Use the larger sized lines for practice exercises #1 and #2, and the smaller sized sheet for #3. Make sure your letters occupy the spaces recommended to the right, and your writing will be neat as well as quick and easy.
The image above shows you where your letters and words should sit in relation to the lines.
To learn more about handwriting and handwriting styles go here: What your Handwriting says about You!
2. Learn the 3 simple joins and how and when to use them
Join as many letters as possible, but don't worry about joining every letter. You can sometimes get a more readable word by breaking it in a place where it's hard to create a good join.
For example, the letter x is difficult to join from, since your end point in on the inside of the word.
In addition, the letter z is difficult to join to, because it begins in an awkward place.
Joins begin where the previous letter ends, and end where the next letter begins.
There are only 3 basic types of joins: underhand, overhand and across:
Spacing is also important when thinking of joins
In #7 of the Wordskillz™ post How to Change your Handwriting in 10 Steps or Less (if you haven't read the post yet you'll find it here), we looked at letter and word spacing. Keep the same guidelines you learned there in mind when joining letters. So half a letter 'o' between letters within words, and a full letter 'o' between words.
3. Practice your joined up writing in the very best way
Linking letters leads makes handwriting a more fluid rhythmic process. Now you've decided what letter styles you prefer, and what joins you'll need to use, it's time to practice your joined up writing!

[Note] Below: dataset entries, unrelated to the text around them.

// Copyright 2026 the Trellis Authors
// SPDX-License-Identifier: Apache-2.0 OR MIT

//! Corner points, bounding boxes, and hit testing.
//!
//! A node's local geometry is the box `[-w/2, w/2] × [-h/2, h/2]`, where `w`
//! and `h` include the stroke width. Corners are always derived from the
//! current absolute matrix; they are never stored.

use alloc::vec::Vec;

use kurbo::{Affine, Point, Rect, Vec2};

use super::id::{INVALID, NodeId, NodeKind};
use super::store::Scene;
use crate::error::Result;
use crate::matrix;
use crate::numeric::GEOMETRY_EPSILON;
use crate::props::{NodeOptions, Origin, PropertySet};

/// The four corners of a node's box in absolute space, plus its center.
///
/// Corners are listed clockwise from the top-left of the unrotated box.
#[derive(Clone, Copy, Debug, PartialEq)]
pub struct Corners {
    /// Top-left.
    pub tl: Point,
    /// Top-right.
    pub tr: Point,
    /// Bottom-right.
    pub br: Point,
    /// Bottom-left.
    pub bl: Point,
    /// Center.
    pub center: Point,
}

impl Corners {
    /// Maps the corners of `local` through `m`.
    #[must_use]
    pub fn from_box(m: Affine, local: Rect) -> Self {
        Self {
            tl: m * Point::new(local.x0, local.y0),
            tr: m * Point::new(local.x1, local.y0),
            br: m * Point::new(local.x1, local.y1),
            bl: m * Point::new(local.x0, local.y1),
            center: m * local.center(),
        }
    }

    /// The corner points, clockwise from top-left.
    #[must_use]
    pub fn points(&self) -> [Point; 4] {
        [self.tl, self.tr, self.br, self.bl]
    }

    /// Axis-aligned bounding box of the corners.
    #[must_use]
    pub fn bounding_box(&self) -> Rect {
        bounding_box(&self.points())
    }

    /// Returns `true` if `point` lies inside or on the quad.
    ///
    /// A quad with no area contains nothing.
    #[must_use]
    pub fn contains(&self, point: Point) -> bool {
        let pts = self.points();
        let mut positive = false;
        let mut negative = false;
        let mut area = 0.0;
        for i in 0..4 {
            let a = pts[i];
            let b = pts[(i + 1) % 4];
            area += a.to_vec2().cross(b.to_vec2());
            let side = (b - a).cross(point - a);
            if side > GEOMETRY_EPSILON {
                positive = true;
            } else if side < -GEOMETRY_EPSILON {
                negative = true;
            }
        }
        area.abs() > GEOMETRY_EPSILON && !(positive && negative)
    }

    /// Separating-axis test against an axis-aligned rectangle. Touching
    /// counts as intersecting.
    #[must_use]
    pub fn intersects(&self, rect: Rect) -> bool {
        let quad = self.points();
        let boxed = [
            Point::new(rect.x0, rect.y0),
            Point::new(rect.x1, rect.y0),
            Point::new(rect.x1, rect.y1),
            Point::new(rect.x0, rect.y1),
        ];
        let perp = |v: Vec2| Vec2::new(-v.y, v.x);
        let axes = [
            Vec2::new(1.0, 0.0),
            Vec2::new(0.0, 1.0),
            perp(quad[1] - quad[0]),
            perp(quad[3] - quad[0]),
        ];
        for axis in axes {
            if axis.hypot2() == 0.0 {
                continue;
            }
            let (a_min, a_max) = project(&quad, axis);
            let (b_min, b_max) = project(&boxed, axis);
            if a_max < b_min || b_max < a_min {
                return false;
            }
        }
        true
    }
}

fn project(points: &[Point; 4], axis: Vec2) -> (f64, f64) {
    points.iter().fold((f64::INFINITY, f64::NEG_INFINITY), |(lo, hi), p| {
        let d = p.to_vec2().dot(axis);
        (lo.min(d), hi.max(d))
    })
}

/// Axis-aligned bounding box of a point set.
///
/// Coincident points produce a zero-width or zero-height box, never an empty
/// result. An empty slice yields [`Rect::ZERO`].
#[must_use]
pub fn bounding_box(points: &[Point]) -> Rect {
    let Some(first) = points.first() else {
        return Rect::ZERO;
    };
    points
        .iter()
        .fold(Rect::from_points(*first, *first), |r, p| {
            Rect::new(r.x0.min(p.x), r.y0.min(p.y), r.x1.max(p.x), r.y1.max(p.y))
        })
}

impl Scene {
    /// Returns the node's centered local box.
    #[must_use]
    pub fn local_box(&self, id: NodeId) -> Rect {
        self.validate(id);
        self.local_box_at(id.idx)
    }

    /// Returns the centered local box at raw slot `idx`.
    #[must_use]
    pub fn local_box_at(&self, idx: u32) -> Rect {
        let half = self.box_size_at(idx).to_vec2() / 2.0;
        Rect::new(-half.x, -half.y, half.x, half.y)
    }

    /// Returns the node's absolute corners.
    ///
    /// # Errors
    ///
    /// [`SceneError::CyclicHierarchy`](crate::error::SceneError::CyclicHierarchy)
    /// if the parent chain loops.
    pub fn corners(&mut self, id: NodeId) -> Result<Corners> {
        self.validate(id);
        let m = self.resolve_absolute(id.idx)?;
        Ok(Corners::from_box(m, self.local_box_at(id.idx)))
    }

    /// Returns the corners at raw slot `idx` as of the last evaluation.
    #[must_use]
    pub fn corners_at(&self, idx: u32) -> Corners {
        Corners::from_box(self.absolute_matrix_at(idx), self.local_box_at(idx))
    }

    /// Returns the axis-aligned bounding box of the node's absolute corners.
    ///
    /// # Errors
    ///
    /// As for [`corners`](Self::corners).
    pub fn bounding_rect(&mut self, id: NodeId) -> Result<Rect> {
        Ok(self.corners(id)?.bounding_box())
    }

    /// Tests whether an absolute-space point lies in the node's box.
    ///
    /// The point is mapped into local space through the inverse absolute
    /// matrix and compared against the local box.
    ///
    /// # Errors
    ///
    /// [`SceneError::SingularMatrix`](crate::error::SceneError::SingularMatrix)
    /// if the node is collapsed to zero scale, or a cyclic-hierarchy error.
    pub fn contains_point(&mut self, id: NodeId, point: Point) -> Result<bool> {
        self.validate(id);
        let inverse = matrix::invert(self.resolve_absolute(id.idx)?)?;
        let local = matrix::transform_point(inverse, point);
        let b = self.local_box_at(id.idx);
        Ok(local.x >= b.x0 - GEOMETRY_EPSILON
            && local.x <= b.x1 + GEOMETRY_EPSILON
            && local.y >= b.y0 - GEOMETRY_EPSILON
            && local.y <= b.y1 + GEOMETRY_EPSILON)
    }

    /// Tests whether the node's absolute quad intersects `rect`.
    ///
    /// # Errors
    ///
    /// As for [`corners`](Self::corners).
    pub fn intersects_rect(&mut self, id: NodeId, rect: Rect) -> Result<bool> {
        Ok(self.corners(id)?.intersects(rect))
    }

    /// Tests whether all four absolute corners lie inside `rect`.
    ///
    /// # Errors
    ///
    /// As for [`corners`](Self::corners).
    pub fn is_contained_within(&mut self, id: NodeId, rect: Rect) -> Result<bool> {
        let corners = self.corners(id)?;
        Ok(corners.points().iter().all(|p| {
            p.x >= rect.x0 && p.x <= rect.x1 && p.y >= rect.y0 && p.y <= rect.y1
        }))
    }

    /// Returns the topmost visible node under `point`.
    ///
    /// With `deep == false` only root-level nodes are candidates. With
    /// `deep == true` groups are searched and the deepest hit child is
    /// returned; a group whose box contains the point but no child is hit
    /// returns the group itself. Collapsed nodes are never hit.
    ///
    /// # Errors
    ///
    /// As for [`corners`](Self::corners).
    pub fn find_target(&mut self, point: Point, deep: bool) -> Result<Option<NodeId>> {
        let roots: Vec<u32> = self.roots().iter().map(|r| r.idx).collect();
        for &root in roots.iter().rev() {
            if let Some(hit) = self.hit_subtree(root, point, deep)? {
                return Ok(Some(self.id_at(hit)));
            }
        }
        Ok(None)
    }

    fn hit_subtree(&mut self, idx: u32, point: Point, deep: bool) -> Result<Option<u32>> {
        if !self.visible[idx as usize] {
            return Ok(None);
        }
        if deep && self.kind[idx as usize] == NodeKind::Group {
            let mut child = self.last_child(idx);
            while child != INVALID {
                if let Some(hit) = self.hit_subtree(child, point, deep)? {
                    return Ok(Some(hit));
                }
                child = self.prev_sibling[child as usize];
            }
        }
        let m = self.resolve_absolute(idx)?;
        let hit = Corners::from_box(m, self.local_box_at(idx)).contains(point);
        Ok(hit.then_some(idx))
    }

    // -- Origin-relative positioning --

    /// Returns the node's center in its parent's space.
    #[must_use]
    pub fn center_point(&self, id: NodeId) -> Point {
        self.validate(id);
        self.center_at(id.idx)
    }

    /// Returns the parent-space position of the point selected by
    /// `(origin_x, origin_y)` within the node's box.
    #[must_use]
    pub fn point_by_origin(&self, id: NodeId, origin_x: Origin, origin_y: Origin) -> Point {
        self.validate(id);
        let idx = id.idx;
        self.center_at(idx) + self.origin_vector(idx, origin_x.offset(), origin_y.offset())
    }

    /// Moves the node so that the point selected by `(origin_x, origin_y)`
    /// lands on `point`, keeping its own origin. Returns the properties that
    /// changed.
    pub fn set_position_by_origin(
        &mut self,
        id: NodeId,
        point: Point,
        origin_x: Origin,
        origin_y: Origin,
    ) -> PropertySet {
        self.validate(id);
        let idx = id.idx;
        let center = point - self.origin_vector(idx, origin_x.offset(), origin_y.offset());
        let p = self.placement[idx as usize];
        let at = center + self.origin_vector(idx, p.origin_x.offset(), p.origin_y.offset());
        self.set(id, &NodeOptions::new().position(at.x, at.y))
    }
}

1. Practice your joins on the examples below using the letter styles you prefer:
○ Underhand: a to t, c to h, b to u
○ Overhand: a to d, e to a, i to g
○ Across: v to e, o to r, w to h
2. Practice joining letters in a string, and in words and sentences, using what you've learned:
a. Write out the alphabet joining all the letters
b. Write 10 very common words: the, be, to, of, and, in, that, have, for, with
c. Write the following pangrams (sentences that contain all the letters of the alphabet):
- The five boxing wizards jump quickly.
- A quick brown fox jumps over the lazy dog.
- Pack my red box with five dozen quality jugs.